_WHAT YOU HAVE TO DO_. Would you please return every line from the listing that contains the word "frustrated"?

───── RECORDS SHOWN ─────

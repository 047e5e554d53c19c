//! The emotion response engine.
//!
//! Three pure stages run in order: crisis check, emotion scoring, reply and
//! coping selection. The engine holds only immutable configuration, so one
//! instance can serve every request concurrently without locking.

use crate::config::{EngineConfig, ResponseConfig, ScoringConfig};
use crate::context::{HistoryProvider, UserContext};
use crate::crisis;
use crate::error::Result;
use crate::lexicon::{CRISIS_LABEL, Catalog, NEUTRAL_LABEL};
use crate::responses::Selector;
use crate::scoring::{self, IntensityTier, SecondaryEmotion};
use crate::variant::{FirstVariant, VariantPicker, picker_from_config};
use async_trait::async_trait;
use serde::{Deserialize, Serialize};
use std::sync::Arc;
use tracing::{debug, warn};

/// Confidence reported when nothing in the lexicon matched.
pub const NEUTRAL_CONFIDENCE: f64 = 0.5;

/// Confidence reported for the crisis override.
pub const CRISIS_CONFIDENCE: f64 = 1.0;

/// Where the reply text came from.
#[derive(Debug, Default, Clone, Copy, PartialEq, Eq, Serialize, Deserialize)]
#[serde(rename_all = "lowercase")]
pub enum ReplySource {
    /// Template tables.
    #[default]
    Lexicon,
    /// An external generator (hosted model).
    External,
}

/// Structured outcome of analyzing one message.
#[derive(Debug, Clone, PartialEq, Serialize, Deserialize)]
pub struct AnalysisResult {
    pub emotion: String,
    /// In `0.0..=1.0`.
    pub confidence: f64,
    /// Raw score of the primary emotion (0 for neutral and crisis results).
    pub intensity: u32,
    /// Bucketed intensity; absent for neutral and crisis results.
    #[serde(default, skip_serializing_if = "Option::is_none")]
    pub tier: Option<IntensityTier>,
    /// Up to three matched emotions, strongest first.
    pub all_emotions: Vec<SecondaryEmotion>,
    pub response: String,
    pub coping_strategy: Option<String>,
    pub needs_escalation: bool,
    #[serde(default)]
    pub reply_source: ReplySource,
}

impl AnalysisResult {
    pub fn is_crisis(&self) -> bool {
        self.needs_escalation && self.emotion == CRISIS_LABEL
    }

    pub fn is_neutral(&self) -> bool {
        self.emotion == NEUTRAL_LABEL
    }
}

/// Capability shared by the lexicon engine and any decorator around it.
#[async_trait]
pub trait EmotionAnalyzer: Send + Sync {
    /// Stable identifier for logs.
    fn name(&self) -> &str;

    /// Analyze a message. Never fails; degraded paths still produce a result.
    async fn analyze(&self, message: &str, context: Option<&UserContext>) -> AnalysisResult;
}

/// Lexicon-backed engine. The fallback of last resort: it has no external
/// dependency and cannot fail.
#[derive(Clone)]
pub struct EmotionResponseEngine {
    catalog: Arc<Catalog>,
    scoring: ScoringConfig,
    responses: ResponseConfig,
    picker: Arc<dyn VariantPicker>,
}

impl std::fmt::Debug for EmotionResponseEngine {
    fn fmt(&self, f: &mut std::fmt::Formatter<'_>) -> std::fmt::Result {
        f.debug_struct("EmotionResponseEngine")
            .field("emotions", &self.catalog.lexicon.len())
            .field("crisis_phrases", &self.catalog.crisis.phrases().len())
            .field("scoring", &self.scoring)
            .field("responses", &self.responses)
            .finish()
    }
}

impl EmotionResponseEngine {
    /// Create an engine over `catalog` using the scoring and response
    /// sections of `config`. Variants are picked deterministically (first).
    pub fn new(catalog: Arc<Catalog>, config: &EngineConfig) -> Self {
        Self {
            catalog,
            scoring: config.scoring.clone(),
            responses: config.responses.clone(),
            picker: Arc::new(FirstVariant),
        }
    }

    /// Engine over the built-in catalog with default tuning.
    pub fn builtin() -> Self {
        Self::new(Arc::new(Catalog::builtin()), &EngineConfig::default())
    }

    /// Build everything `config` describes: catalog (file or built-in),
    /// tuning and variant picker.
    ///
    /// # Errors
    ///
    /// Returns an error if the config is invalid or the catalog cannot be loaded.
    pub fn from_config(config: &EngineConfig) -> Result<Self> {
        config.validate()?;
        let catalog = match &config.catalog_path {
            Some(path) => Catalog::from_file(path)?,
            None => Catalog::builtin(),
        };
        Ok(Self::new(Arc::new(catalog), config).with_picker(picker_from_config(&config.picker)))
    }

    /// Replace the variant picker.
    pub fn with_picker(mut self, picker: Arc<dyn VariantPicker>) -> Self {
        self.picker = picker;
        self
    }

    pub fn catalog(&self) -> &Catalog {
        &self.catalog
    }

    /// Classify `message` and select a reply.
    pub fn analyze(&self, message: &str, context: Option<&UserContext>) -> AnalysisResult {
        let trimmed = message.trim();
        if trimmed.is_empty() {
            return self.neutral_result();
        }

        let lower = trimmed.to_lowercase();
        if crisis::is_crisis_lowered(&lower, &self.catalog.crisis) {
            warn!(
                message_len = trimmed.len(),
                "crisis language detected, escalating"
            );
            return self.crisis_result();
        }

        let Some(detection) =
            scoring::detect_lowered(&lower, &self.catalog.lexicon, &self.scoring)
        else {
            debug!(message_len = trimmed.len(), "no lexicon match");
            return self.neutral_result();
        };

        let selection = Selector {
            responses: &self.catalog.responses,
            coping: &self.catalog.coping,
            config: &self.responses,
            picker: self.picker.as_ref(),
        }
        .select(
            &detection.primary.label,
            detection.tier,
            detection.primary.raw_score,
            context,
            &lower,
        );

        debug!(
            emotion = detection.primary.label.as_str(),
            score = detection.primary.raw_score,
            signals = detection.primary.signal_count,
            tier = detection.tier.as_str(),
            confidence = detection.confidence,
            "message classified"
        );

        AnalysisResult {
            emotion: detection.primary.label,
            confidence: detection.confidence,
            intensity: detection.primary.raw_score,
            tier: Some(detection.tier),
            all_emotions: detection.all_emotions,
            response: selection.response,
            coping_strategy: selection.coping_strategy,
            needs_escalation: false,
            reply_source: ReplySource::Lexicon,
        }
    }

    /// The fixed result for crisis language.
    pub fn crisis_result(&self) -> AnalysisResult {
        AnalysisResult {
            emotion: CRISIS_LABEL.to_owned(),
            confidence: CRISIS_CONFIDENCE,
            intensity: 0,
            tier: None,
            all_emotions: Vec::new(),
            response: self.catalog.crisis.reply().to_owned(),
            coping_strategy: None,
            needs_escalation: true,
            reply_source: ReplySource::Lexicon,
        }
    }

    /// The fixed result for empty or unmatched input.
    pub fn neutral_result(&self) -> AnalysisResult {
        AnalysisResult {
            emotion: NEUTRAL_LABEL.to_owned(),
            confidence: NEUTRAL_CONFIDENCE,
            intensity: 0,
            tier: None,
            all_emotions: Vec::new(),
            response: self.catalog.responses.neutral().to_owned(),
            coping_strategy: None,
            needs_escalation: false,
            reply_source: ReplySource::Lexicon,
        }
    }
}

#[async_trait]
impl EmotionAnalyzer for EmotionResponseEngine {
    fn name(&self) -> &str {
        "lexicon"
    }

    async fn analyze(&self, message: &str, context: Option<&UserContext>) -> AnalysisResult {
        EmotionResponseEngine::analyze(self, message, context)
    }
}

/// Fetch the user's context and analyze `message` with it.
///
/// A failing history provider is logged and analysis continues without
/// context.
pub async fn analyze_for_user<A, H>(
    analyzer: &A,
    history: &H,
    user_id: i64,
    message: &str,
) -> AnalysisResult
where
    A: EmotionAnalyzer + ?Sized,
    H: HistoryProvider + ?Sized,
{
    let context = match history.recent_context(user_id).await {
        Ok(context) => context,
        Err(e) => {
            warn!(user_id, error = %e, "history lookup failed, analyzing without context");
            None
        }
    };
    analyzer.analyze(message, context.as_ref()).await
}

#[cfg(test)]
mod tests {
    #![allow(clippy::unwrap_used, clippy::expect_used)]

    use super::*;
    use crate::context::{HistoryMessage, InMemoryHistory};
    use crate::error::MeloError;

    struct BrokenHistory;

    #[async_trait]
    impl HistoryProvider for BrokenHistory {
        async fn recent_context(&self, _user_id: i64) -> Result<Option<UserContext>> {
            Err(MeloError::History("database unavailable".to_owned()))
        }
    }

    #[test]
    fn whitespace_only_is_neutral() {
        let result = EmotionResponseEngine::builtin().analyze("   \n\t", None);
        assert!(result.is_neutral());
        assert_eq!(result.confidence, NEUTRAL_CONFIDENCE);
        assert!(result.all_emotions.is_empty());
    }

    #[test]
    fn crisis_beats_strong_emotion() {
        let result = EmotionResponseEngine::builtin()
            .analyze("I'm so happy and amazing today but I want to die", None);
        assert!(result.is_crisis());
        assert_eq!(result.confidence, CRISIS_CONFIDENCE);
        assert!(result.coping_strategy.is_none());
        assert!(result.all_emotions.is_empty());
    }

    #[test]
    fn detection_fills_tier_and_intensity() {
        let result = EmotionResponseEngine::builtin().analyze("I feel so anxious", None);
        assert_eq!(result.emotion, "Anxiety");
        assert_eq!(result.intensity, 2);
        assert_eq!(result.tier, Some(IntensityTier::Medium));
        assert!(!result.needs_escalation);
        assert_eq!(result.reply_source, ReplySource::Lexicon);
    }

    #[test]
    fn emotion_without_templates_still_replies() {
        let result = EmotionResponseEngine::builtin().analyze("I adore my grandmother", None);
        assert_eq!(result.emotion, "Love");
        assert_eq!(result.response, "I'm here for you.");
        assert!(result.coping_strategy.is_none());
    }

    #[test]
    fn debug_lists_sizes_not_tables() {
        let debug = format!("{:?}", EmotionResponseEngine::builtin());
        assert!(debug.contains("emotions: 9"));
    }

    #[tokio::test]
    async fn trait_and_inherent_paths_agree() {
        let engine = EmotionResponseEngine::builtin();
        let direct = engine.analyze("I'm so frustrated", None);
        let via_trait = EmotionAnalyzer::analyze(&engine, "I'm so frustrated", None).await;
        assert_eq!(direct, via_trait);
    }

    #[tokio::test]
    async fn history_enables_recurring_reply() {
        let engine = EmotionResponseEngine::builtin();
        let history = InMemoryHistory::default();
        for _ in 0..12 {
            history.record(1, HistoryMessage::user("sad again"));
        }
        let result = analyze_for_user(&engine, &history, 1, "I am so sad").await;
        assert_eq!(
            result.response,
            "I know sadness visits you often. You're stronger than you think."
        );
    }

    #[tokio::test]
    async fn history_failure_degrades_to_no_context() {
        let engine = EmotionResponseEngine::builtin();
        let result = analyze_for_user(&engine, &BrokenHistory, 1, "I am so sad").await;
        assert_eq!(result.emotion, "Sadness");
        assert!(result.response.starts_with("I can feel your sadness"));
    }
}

─────
───── RECORDS SHOWN ─────

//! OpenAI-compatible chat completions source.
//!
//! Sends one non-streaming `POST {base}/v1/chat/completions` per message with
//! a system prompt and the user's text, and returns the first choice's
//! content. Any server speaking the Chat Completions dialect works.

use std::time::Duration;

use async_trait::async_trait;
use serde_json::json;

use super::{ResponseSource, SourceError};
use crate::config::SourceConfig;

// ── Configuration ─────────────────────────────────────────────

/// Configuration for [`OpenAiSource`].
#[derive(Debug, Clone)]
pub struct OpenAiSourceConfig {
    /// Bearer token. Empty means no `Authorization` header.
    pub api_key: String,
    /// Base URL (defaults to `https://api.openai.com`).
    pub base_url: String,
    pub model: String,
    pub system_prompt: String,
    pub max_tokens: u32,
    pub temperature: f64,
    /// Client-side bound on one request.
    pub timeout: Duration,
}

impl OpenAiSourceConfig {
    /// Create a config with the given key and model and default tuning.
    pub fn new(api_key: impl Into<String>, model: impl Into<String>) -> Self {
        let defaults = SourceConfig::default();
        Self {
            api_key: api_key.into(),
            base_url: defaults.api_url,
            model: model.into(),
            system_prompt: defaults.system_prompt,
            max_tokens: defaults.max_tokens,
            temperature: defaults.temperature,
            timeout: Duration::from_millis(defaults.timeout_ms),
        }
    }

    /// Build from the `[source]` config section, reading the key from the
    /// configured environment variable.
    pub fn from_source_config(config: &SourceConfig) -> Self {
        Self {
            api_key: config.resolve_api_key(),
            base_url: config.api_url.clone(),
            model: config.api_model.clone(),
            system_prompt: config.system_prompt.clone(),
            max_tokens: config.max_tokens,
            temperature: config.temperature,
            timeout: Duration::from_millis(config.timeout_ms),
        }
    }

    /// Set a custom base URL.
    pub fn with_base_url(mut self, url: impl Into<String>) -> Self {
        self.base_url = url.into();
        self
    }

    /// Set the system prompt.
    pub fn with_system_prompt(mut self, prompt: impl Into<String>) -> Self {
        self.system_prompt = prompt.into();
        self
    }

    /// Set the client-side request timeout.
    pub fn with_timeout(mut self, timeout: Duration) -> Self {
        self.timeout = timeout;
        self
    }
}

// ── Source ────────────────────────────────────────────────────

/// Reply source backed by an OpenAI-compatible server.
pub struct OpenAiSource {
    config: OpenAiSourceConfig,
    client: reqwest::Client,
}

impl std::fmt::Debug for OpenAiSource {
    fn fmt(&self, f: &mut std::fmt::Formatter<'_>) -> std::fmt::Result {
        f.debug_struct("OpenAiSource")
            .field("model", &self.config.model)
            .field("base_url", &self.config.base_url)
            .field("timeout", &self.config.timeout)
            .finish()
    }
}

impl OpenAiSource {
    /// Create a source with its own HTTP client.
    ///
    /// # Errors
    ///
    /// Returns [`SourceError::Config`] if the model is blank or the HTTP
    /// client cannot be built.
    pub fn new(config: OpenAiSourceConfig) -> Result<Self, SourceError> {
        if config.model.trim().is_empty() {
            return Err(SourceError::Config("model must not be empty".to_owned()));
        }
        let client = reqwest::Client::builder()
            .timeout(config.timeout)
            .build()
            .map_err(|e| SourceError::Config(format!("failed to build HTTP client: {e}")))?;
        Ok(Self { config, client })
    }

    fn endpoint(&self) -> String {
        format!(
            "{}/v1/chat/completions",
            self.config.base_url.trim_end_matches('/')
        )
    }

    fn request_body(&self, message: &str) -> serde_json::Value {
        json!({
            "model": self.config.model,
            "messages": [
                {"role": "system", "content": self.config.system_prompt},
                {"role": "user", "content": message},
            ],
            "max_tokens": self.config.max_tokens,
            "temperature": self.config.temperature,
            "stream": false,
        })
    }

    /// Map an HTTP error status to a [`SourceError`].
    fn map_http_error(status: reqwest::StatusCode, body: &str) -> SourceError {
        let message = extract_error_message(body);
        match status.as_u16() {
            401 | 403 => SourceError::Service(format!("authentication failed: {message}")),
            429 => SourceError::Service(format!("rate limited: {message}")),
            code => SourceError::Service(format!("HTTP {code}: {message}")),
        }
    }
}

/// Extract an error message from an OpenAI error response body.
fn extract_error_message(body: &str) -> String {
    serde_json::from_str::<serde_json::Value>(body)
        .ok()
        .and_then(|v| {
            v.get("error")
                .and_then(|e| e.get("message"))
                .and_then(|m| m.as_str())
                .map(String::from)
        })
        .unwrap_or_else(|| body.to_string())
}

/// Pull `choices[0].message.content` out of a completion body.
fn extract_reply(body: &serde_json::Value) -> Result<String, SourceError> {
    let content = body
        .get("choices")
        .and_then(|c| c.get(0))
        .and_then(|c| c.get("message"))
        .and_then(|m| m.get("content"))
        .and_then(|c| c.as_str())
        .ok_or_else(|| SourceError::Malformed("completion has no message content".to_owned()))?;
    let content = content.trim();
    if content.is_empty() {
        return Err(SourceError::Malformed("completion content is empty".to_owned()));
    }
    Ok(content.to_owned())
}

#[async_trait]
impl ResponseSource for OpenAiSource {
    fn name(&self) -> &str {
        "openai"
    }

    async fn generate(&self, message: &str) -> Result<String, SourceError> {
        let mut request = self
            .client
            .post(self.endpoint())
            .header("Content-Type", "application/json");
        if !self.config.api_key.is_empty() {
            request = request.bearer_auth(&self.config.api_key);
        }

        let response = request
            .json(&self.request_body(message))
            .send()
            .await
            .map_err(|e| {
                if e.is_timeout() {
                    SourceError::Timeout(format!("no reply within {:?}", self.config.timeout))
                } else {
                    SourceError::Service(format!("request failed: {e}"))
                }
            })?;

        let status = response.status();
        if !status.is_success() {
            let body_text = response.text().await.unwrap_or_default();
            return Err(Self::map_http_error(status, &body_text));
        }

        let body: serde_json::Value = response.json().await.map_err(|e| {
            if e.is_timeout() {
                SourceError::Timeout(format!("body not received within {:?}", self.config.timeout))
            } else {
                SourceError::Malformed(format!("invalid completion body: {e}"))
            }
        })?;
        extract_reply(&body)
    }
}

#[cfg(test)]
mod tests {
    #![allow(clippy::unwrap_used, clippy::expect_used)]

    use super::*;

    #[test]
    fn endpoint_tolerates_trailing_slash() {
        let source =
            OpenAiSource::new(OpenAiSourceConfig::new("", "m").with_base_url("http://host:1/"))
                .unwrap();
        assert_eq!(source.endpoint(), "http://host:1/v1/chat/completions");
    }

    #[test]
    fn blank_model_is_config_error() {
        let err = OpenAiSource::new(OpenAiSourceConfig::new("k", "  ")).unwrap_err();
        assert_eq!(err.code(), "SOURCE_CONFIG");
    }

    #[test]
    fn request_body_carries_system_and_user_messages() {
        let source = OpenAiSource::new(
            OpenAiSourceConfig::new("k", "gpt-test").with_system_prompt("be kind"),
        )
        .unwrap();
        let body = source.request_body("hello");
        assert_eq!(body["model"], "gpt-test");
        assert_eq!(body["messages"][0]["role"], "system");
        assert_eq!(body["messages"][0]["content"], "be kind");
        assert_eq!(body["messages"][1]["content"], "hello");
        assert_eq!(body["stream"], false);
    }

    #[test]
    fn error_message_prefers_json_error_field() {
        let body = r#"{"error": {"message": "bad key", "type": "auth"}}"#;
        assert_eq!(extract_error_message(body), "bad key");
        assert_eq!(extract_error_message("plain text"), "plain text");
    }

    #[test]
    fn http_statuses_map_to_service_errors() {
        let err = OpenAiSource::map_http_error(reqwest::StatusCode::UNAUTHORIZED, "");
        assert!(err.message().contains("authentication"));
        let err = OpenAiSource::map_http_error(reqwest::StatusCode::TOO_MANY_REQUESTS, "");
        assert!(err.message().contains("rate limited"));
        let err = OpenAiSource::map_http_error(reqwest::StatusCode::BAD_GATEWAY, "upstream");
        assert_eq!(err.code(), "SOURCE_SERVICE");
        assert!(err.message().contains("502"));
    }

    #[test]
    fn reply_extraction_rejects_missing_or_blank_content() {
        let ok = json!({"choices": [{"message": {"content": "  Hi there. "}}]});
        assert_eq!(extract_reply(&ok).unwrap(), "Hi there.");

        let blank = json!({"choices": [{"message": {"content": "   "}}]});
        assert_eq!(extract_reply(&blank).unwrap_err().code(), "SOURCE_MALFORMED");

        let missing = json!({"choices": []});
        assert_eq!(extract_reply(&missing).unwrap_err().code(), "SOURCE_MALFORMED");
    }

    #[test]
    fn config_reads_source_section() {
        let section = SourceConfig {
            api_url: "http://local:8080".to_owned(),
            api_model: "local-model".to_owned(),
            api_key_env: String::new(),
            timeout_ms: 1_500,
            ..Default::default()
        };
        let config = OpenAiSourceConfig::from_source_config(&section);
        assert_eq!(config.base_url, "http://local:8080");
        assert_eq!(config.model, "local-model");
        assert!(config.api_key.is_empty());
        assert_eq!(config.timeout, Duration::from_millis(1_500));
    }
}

─────
───── RECORDS SHOWN ─────

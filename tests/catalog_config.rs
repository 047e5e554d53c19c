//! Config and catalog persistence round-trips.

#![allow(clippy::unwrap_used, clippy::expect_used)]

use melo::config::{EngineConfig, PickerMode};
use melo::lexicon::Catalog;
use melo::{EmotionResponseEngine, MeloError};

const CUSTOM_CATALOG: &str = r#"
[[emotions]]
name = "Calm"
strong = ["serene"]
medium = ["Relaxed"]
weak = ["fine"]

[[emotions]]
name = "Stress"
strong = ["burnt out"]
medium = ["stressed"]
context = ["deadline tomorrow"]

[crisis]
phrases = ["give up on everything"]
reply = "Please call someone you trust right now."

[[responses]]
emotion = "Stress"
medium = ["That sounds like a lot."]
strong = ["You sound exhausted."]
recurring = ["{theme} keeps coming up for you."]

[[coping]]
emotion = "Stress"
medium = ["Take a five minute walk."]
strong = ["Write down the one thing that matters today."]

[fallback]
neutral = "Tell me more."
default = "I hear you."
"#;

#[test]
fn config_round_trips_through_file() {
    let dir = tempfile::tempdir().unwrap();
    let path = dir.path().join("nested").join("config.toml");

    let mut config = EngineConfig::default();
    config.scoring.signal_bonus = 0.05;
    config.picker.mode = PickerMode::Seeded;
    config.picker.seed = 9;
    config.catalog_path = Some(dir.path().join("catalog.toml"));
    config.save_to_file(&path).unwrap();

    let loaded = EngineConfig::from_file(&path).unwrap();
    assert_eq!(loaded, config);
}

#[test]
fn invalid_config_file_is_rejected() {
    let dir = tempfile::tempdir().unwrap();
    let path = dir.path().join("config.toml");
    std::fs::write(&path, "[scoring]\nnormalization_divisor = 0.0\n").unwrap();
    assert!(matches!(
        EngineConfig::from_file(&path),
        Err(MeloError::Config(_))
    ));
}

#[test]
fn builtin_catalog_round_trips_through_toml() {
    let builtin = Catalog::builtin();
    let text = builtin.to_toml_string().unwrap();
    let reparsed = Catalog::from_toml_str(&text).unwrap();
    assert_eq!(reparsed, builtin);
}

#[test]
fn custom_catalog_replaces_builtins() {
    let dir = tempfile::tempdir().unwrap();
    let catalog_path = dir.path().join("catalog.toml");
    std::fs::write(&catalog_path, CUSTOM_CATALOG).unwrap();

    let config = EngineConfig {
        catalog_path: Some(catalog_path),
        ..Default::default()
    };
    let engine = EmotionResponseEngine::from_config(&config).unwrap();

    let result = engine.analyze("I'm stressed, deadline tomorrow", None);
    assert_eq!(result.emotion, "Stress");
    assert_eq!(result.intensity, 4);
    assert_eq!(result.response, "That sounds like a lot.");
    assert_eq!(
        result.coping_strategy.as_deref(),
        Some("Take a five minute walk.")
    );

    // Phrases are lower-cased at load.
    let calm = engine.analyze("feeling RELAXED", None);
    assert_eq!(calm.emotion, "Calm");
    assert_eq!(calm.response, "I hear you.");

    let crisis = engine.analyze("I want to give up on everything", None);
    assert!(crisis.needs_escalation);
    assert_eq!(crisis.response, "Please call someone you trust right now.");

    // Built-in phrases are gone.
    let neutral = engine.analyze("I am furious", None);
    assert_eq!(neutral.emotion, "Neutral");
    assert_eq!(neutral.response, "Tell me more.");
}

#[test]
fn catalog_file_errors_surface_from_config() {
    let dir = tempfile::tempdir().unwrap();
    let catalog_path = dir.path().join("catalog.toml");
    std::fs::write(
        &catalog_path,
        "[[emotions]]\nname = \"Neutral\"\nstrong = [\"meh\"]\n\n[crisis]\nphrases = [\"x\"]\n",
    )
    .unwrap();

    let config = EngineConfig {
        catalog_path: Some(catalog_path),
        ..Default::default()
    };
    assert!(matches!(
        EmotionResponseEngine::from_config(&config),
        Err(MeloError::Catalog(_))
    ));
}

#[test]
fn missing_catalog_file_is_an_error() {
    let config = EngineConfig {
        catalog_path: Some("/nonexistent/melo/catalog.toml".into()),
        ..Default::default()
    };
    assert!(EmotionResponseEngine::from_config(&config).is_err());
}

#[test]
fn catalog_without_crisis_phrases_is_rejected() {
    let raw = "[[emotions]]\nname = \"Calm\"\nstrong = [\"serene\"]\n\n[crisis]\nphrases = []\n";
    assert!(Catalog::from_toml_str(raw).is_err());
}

─────

_SOLUTION TO THIS EXERCISE_.
        let direct = engine.analyze("I'm so frustrated", None);
        let via_trait = EmotionAnalyzer::analyze(&engine, "I'm so frustrated", None).await;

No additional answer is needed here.